Stored data
=-=-=
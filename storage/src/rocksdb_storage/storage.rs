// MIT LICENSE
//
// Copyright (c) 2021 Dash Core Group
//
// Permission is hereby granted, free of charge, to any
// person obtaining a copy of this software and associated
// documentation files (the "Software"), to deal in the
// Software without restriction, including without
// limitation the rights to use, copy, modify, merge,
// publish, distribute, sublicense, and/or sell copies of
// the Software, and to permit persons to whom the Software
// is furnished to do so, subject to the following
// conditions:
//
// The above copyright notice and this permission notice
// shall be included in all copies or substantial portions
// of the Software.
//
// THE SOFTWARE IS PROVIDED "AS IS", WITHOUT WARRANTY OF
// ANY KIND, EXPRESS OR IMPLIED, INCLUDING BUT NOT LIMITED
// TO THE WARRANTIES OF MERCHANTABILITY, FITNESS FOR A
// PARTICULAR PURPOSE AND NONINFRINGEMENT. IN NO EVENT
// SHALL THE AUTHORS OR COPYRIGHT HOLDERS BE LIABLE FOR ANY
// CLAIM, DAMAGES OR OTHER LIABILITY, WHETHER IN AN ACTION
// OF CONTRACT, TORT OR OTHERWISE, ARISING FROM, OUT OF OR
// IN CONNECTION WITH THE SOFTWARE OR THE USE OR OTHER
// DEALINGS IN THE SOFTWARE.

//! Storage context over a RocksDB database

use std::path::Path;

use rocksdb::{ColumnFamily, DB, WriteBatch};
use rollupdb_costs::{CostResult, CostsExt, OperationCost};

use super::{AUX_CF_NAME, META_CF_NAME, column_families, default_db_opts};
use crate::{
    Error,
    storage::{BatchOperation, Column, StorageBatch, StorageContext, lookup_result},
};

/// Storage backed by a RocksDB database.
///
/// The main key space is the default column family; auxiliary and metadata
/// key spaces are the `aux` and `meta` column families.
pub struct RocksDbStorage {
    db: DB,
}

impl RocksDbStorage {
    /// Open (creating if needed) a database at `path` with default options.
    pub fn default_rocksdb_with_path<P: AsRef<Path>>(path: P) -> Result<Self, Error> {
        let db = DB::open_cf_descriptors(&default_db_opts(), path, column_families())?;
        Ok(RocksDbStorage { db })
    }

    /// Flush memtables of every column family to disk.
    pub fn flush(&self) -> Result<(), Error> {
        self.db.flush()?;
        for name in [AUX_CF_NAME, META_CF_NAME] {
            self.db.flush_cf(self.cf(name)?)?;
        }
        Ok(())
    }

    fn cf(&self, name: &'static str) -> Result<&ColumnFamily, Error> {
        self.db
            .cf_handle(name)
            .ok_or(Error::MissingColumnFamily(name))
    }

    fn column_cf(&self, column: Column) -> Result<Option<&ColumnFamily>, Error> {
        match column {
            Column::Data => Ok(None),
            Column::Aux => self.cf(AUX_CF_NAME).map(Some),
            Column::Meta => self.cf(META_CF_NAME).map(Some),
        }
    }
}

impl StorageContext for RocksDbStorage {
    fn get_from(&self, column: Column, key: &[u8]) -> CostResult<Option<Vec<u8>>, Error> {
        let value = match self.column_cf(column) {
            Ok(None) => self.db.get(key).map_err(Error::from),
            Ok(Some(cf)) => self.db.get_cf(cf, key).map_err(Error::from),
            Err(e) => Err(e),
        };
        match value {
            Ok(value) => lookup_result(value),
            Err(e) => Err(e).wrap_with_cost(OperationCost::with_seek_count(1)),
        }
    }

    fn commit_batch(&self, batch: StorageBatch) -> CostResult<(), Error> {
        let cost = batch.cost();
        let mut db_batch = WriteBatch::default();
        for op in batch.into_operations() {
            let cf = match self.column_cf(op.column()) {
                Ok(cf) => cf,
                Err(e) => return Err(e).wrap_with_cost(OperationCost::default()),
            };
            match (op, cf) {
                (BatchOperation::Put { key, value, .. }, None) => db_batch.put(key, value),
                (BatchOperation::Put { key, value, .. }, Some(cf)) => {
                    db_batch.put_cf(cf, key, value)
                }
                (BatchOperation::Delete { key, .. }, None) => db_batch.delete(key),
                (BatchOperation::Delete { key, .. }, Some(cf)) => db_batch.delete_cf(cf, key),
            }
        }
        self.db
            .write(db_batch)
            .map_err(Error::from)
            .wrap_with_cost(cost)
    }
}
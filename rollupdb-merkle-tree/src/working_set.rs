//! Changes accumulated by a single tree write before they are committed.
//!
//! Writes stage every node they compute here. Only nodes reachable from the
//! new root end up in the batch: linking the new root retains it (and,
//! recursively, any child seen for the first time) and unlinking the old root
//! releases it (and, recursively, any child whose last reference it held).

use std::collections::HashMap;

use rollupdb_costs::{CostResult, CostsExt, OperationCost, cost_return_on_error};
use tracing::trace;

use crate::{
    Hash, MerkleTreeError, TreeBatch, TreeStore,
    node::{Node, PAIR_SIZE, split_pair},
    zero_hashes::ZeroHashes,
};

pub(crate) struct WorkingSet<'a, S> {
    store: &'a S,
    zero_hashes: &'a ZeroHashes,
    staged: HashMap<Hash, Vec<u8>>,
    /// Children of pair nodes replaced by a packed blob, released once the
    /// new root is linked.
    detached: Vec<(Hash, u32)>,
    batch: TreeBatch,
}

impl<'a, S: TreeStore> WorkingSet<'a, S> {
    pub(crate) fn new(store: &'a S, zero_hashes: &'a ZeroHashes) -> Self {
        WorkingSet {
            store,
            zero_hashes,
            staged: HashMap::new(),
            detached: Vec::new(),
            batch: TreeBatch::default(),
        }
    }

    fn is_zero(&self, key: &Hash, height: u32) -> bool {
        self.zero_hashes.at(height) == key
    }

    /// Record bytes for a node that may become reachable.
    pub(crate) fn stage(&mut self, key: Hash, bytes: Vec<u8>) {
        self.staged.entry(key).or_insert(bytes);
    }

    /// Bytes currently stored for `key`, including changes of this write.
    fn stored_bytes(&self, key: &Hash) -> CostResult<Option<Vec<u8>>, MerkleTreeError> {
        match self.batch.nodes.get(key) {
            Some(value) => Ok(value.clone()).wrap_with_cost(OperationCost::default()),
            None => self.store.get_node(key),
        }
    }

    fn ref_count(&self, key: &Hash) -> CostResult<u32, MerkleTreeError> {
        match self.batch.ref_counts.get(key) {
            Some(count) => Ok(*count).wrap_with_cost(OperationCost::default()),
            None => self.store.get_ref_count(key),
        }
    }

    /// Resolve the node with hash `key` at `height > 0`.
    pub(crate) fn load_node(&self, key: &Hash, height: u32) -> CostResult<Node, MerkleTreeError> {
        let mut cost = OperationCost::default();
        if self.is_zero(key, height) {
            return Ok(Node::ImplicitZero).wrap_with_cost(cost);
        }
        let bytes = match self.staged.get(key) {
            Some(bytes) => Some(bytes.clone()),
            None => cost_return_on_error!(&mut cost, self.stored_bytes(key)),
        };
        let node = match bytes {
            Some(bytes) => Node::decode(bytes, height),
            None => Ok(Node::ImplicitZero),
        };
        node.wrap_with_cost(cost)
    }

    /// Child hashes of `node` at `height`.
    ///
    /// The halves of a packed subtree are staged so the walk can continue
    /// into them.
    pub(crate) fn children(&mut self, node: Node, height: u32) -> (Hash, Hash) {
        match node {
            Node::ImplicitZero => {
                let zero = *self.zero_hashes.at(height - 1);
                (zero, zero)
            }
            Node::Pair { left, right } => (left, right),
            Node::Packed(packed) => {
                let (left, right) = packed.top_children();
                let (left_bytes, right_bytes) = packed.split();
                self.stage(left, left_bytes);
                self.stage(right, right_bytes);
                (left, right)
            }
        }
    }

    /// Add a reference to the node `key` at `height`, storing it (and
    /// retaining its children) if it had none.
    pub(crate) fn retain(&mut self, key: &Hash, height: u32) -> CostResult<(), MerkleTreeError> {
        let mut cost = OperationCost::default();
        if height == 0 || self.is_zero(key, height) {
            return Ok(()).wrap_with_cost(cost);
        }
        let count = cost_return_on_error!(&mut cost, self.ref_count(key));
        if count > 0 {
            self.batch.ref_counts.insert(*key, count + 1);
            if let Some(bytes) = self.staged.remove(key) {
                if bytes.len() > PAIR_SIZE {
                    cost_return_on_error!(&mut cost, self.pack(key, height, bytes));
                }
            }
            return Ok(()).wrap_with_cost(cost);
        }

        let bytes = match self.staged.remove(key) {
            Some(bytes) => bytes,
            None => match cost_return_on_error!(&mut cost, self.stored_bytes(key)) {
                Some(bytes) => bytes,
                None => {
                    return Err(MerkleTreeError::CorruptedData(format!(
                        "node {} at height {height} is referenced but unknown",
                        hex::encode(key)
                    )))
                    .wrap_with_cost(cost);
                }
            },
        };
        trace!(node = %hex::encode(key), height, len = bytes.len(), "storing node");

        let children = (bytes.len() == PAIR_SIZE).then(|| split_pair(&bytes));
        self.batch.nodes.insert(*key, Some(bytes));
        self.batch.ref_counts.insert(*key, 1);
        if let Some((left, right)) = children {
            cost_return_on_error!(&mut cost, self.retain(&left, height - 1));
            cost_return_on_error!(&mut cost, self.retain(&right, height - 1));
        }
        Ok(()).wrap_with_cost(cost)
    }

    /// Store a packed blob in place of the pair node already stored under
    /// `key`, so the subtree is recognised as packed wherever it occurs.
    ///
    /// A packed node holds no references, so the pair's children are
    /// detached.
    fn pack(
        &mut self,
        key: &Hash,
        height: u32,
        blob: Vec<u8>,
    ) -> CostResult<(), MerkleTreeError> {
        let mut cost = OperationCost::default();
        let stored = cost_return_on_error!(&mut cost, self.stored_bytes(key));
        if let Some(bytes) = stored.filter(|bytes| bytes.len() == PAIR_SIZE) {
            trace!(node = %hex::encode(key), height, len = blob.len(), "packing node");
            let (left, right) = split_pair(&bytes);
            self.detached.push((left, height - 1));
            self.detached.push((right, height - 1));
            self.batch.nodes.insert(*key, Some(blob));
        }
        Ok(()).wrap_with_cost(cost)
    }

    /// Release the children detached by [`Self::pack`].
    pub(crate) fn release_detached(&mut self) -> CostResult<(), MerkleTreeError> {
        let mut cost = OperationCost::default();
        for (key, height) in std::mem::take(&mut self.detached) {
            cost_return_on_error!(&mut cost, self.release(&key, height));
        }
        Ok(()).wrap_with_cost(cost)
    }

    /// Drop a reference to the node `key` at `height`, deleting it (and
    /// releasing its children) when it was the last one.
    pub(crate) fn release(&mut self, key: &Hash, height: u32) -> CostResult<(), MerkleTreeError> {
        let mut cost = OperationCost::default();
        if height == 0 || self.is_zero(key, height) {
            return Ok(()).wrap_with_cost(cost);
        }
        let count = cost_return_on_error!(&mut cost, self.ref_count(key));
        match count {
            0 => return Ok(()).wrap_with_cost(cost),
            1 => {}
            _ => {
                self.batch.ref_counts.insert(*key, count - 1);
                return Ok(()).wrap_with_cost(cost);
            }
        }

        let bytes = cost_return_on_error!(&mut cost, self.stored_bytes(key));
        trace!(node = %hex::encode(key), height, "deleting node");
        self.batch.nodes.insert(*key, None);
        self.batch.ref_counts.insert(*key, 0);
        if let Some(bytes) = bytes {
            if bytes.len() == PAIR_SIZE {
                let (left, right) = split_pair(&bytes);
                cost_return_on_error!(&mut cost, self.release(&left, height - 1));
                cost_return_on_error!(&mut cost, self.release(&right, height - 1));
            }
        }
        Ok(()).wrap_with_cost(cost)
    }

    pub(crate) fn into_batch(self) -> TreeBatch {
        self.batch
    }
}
=-=-=
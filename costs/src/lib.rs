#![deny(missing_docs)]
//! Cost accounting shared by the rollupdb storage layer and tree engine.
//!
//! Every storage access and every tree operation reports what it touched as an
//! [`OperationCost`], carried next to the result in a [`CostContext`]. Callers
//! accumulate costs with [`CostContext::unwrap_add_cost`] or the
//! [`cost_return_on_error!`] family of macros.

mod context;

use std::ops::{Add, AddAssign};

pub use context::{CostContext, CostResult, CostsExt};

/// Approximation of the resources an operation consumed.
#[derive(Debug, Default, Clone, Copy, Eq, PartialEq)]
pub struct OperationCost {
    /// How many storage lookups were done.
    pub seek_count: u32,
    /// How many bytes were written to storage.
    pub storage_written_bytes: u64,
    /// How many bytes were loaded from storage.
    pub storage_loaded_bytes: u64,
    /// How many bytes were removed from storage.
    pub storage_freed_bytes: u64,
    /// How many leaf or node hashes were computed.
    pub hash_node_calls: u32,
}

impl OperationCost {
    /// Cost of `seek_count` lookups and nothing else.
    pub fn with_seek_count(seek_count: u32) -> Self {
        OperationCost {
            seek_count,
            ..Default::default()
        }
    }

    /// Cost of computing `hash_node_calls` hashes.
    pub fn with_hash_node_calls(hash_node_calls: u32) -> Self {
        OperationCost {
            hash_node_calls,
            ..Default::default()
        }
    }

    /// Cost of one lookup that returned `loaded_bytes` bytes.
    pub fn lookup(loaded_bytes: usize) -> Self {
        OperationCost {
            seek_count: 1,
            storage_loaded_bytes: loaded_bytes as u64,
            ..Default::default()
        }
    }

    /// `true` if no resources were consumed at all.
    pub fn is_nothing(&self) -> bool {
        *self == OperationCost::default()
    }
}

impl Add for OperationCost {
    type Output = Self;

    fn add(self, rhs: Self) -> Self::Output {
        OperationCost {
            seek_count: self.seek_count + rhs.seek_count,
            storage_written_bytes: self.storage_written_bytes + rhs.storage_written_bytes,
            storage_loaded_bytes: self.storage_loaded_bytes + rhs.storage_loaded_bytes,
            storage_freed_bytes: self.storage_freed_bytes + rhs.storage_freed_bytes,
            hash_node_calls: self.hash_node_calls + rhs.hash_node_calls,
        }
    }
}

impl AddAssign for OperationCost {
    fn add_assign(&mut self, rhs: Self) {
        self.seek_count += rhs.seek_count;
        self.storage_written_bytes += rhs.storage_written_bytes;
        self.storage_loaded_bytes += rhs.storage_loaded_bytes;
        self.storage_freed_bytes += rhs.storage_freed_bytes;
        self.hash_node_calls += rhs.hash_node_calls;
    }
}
=-=-=
THE PROBLEM -
What lines above contain the word "CostContext"? Please copy each one.

RESPONSE BELOW -
//! [`OperationCost`], carried next to the result in a [`CostContext`]. Callers
//! accumulate costs with [`CostContext::unwrap_add_cost`] or the
pub use context::{CostContext, CostResult, CostsExt};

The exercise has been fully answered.